Ni fiasco, ni évidemment succès, les décisions prises à Doha étaient un passage obligé, une « passerelle » pour reprendre les termes du président de la conférence, le vice-premier ministre qatari, Abdullah Al-Attiyah. La route est donc encore très longue pour amener la communauté internationale vers la négociation de 2015, qui décidera ou non de réellement limiter les émissions planétaires de gaz à effet de serre.

Passons rapidement sur les conditions de la négociation elle-même de cette conférence annuelle (la COP 18) : depuis Kyoto, la tradition est de terminer par un marathon diplomatique d’au moins 36 heures, une tragi-comédie fondée sur quelques coups de théâtre, énervements surjoués et appels à la responsabilité historique, faux suspens sur un accord final dont les grandes lignes étaient globalement connues avant d’arriver au Qatar.

Dans ce cas, on peut évidemment toujours douter de l’intérêt de ces grandes conférences, au coût non négligeable. Mais, outre le fait qu’elles sont l’occasion de multiples réunions techniques, dont les décisions ne sont pas sans implications, elles disent aussi clairement que la négociation multilatérale reste la seule voie possible et 190 pays ne négocieront jamais ensemble par vidéoconférence. Je retiendrai ainsi, comme symbole de cette négociation de Doha, la présence d’une délégation palestinienne ne siégeant plus comme simple observateur, mais bien comme Etat observateur. Le combat qu’ils ont mené pour avoir le droit de s’assoir à cette table commune des Nations devrait donner à réfléchir à ceux qui entonnent par trop rapidement le chant convenu et démagogique de l’inutilité de ces grands sommets mondiaux. S’ils illustrent les extrêmes difficultés de la régulation mondiale, ils n’en sont pas la cause et demeurent nécessaires à la bonne marche du monde.

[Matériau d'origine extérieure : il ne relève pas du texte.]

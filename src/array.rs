use crate::error::Error;

#[cfg(feature = "serialization")]
use serde::{Deserialize, Serialize};

use ndarray::{ArrayD, IxDyn, ShapeError, Zip};

/// Dense `f32` storage backing every variable value and gradient.
#[derive(Clone, Debug, PartialEq)]
#[cfg_attr(feature = "serialization", derive(Serialize, Deserialize))]
pub struct Array {
    pub(crate) data: ArrayD<f32>,
}

impl Array {
    pub fn new(data: ArrayD<f32>) -> Self {
        Self { data }
    }

    pub fn from_vec(data: Vec<f32>, shape: &[usize]) -> Result<Self, Error> {
        let actual_len = data.len();
        let map_err = |_e: ShapeError| Error::ShapeMismatch {
            expected: shape.to_vec(),
            actual: vec![actual_len],
        };
        let array = ArrayD::from_shape_vec(IxDyn(shape), data).map_err(map_err)?;
        Ok(Self { data: array })
    }

    pub fn zeros(shape: &[usize]) -> Self {
        Self {
            data: ArrayD::zeros(IxDyn(shape)),
        }
    }

    pub fn ones(shape: &[usize]) -> Self {
        Self {
            data: ArrayD::ones(IxDyn(shape)),
        }
    }

    pub fn full(shape: &[usize], value: f32) -> Self {
        Self {
            data: ArrayD::from_elem(IxDyn(shape), value),
        }
    }

    pub fn shape(&self) -> &[usize] {
        self.data.shape()
    }

    pub fn size(&self) -> usize {
        self.data.len()
    }

    /// Returns true if the array contains no elements
    pub fn is_empty(&self) -> bool {
        self.data.is_empty()
    }

    /// A scalar is anything holding exactly one element, whatever its rank.
    pub fn is_scalar(&self) -> bool {
        self.data.len() == 1
    }

    pub fn get_data(&self) -> &ArrayD<f32> {
        &self.data
    }

    pub fn to_vec(&self) -> Vec<f32> {
        self.data.iter().copied().collect()
    }

    /// Element-wise in-place addition; both arrays must have the same shape.
    pub fn add_assign(&mut self, other: &Array) -> Result<(), Error> {
        if self.shape() != other.shape() {
            return Err(Error::ShapeMismatch {
                expected: self.shape().to_vec(),
                actual: other.shape().to_vec(),
            });
        }
        Zip::from(&mut self.data)
            .and(&other.data)
            .for_each(|a, &b| *a += b);
        Ok(())
    }

    /// `self -= alpha * other`, the SGD step.
    pub fn scaled_sub_assign(&mut self, alpha: f32, other: &Array) -> Result<(), Error> {
        if self.shape() != other.shape() {
            return Err(Error::ShapeMismatch {
                expected: self.shape().to_vec(),
                actual: other.shape().to_vec(),
            });
        }
        self.data.scaled_add(-alpha, &other.data);
        Ok(())
    }

    pub(crate) fn broadcast_to(&self, shape: &[usize]) -> Result<Array, Error> {
        match self.data.broadcast(IxDyn(shape)) {
            Some(broadcasted_view) => Ok(Array::new(broadcasted_view.to_owned())),
            None => Err(Error::IncompatibleShapes {
                op: "broadcast".to_string(),
                shape_a: self.shape().to_vec(),
                shape_b: shape.to_vec(),
            }),
        }
    }

    /// Returns a copy with a new shape holding the same number of elements.
    pub fn reshaped(&self, shape: &[usize]) -> Result<Array, Error> {
        let new_size = shape.iter().product::<usize>();
        if self.size() != new_size {
            return Err(Error::ShapeMismatch {
                expected: shape.to_vec(),
                actual: self.shape().to_vec(),
            });
        }
        let data: Vec<f32> = self.data.iter().copied().collect();
        let reshaped = ArrayD::from_shape_vec(IxDyn(shape), data)
            .map_err(|e| Error::ShapeError(e.to_string()))?;
        Ok(Array::new(reshaped))
    }
}

#[cfg(test)]
mod tests {
    use super::*;

    #[test]
    fn test_from_vec_shape_mismatch() {
        let result = Array::from_vec(vec![1.0, 2.0, 3.0], &[2, 2]);
        assert!(matches!(result, Err(Error::ShapeMismatch { .. })));
    }

    #[test]
    fn test_add_assign_accumulates() -> Result<(), Error> {
        let mut a = Array::from_vec(vec![1.0, 2.0], &[2])?;
        let b = Array::from_vec(vec![0.5, -1.0], &[2])?;
        a.add_assign(&b)?;
        a.add_assign(&b)?;
        assert_eq!(a.to_vec(), vec![2.0, 0.0]);
        Ok(())
    }

    #[test]
    fn test_add_assign_rejects_other_shape() {
        let mut a = Array::zeros(&[2, 2]);
        let b = Array::zeros(&[4]);
        assert!(a.add_assign(&b).is_err());
    }

    #[test]
    fn test_scaled_sub_assign() -> Result<(), Error> {
        let mut a = Array::from_vec(vec![1.0, 1.0], &[2])?;
        let g = Array::from_vec(vec![10.0, -10.0], &[2])?;
        a.scaled_sub_assign(0.1, &g)?;
        assert_eq!(a.to_vec(), vec![0.0, 2.0]);
        Ok(())
    }

    #[test]
    fn test_is_scalar_ignores_rank() {
        assert!(Array::zeros(&[1, 1]).is_scalar());
        assert!(Array::zeros(&[1]).is_scalar());
        assert!(!Array::zeros(&[2, 1]).is_scalar());
    }

    #[test]
    fn test_reshaped_keeps_order() -> Result<(), Error> {
        let a = Array::from_vec(vec![1.0, 2.0, 3.0, 4.0, 5.0, 6.0], &[2, 1, 3])?;
        let b = a.reshaped(&[2, 3])?;
        assert_eq!(b.shape(), &[2, 3]);
        assert_eq!(b.to_vec(), a.to_vec());
        assert!(a.reshaped(&[4]).is_err());
        Ok(())
    }
}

En grande partie prévisibles, les résultats de Doha doivent cependant être analysés au vu des échéances à venir. Premier enjeu, la reconduction du protocole de Kyoto ne faisait guère de doute. Sans les Etats-Unis, qui n’y ont jamais participé, le mécanisme est préservé par l’Europe et l’Australie, mais avec des objectifs tellement faibles (-20% en 2020 pour l’Union européenne) que son impact sera très limité, on sauve l’outil mais on ne s’en sert guère. Point à retenir, la décision d’une révision des objectifs en 2014 (après le prochain rapport du Giec), laisse ouverte la possibilité d’un renforcement de l’ambition, et donne à la France, qui a défendu ce calendrier, l’opportunité d’un signal positif vers les pays du Sud avant la grande conférence de 2015.

Je passerai ici sur le temps perdu pendant la conférence à tenter de résoudre le problème des surplus de la première période d’engagement, l’avenir de ces « crédits CO2 » que possèdent les pays de l’ancien bloc de l’Est, dont les émissions se sont effondrées au même rythme que leur industrie lourde. Ainsi, le temps perdu à Doha en palabres européennes sur le cas polonais pose clairement la question de la capacité des 27 à se mettre d’accord avant d’arriver sur le lieu-même de la conférence… même si un compromis interne à l’Union européenne a finalement été trouvé.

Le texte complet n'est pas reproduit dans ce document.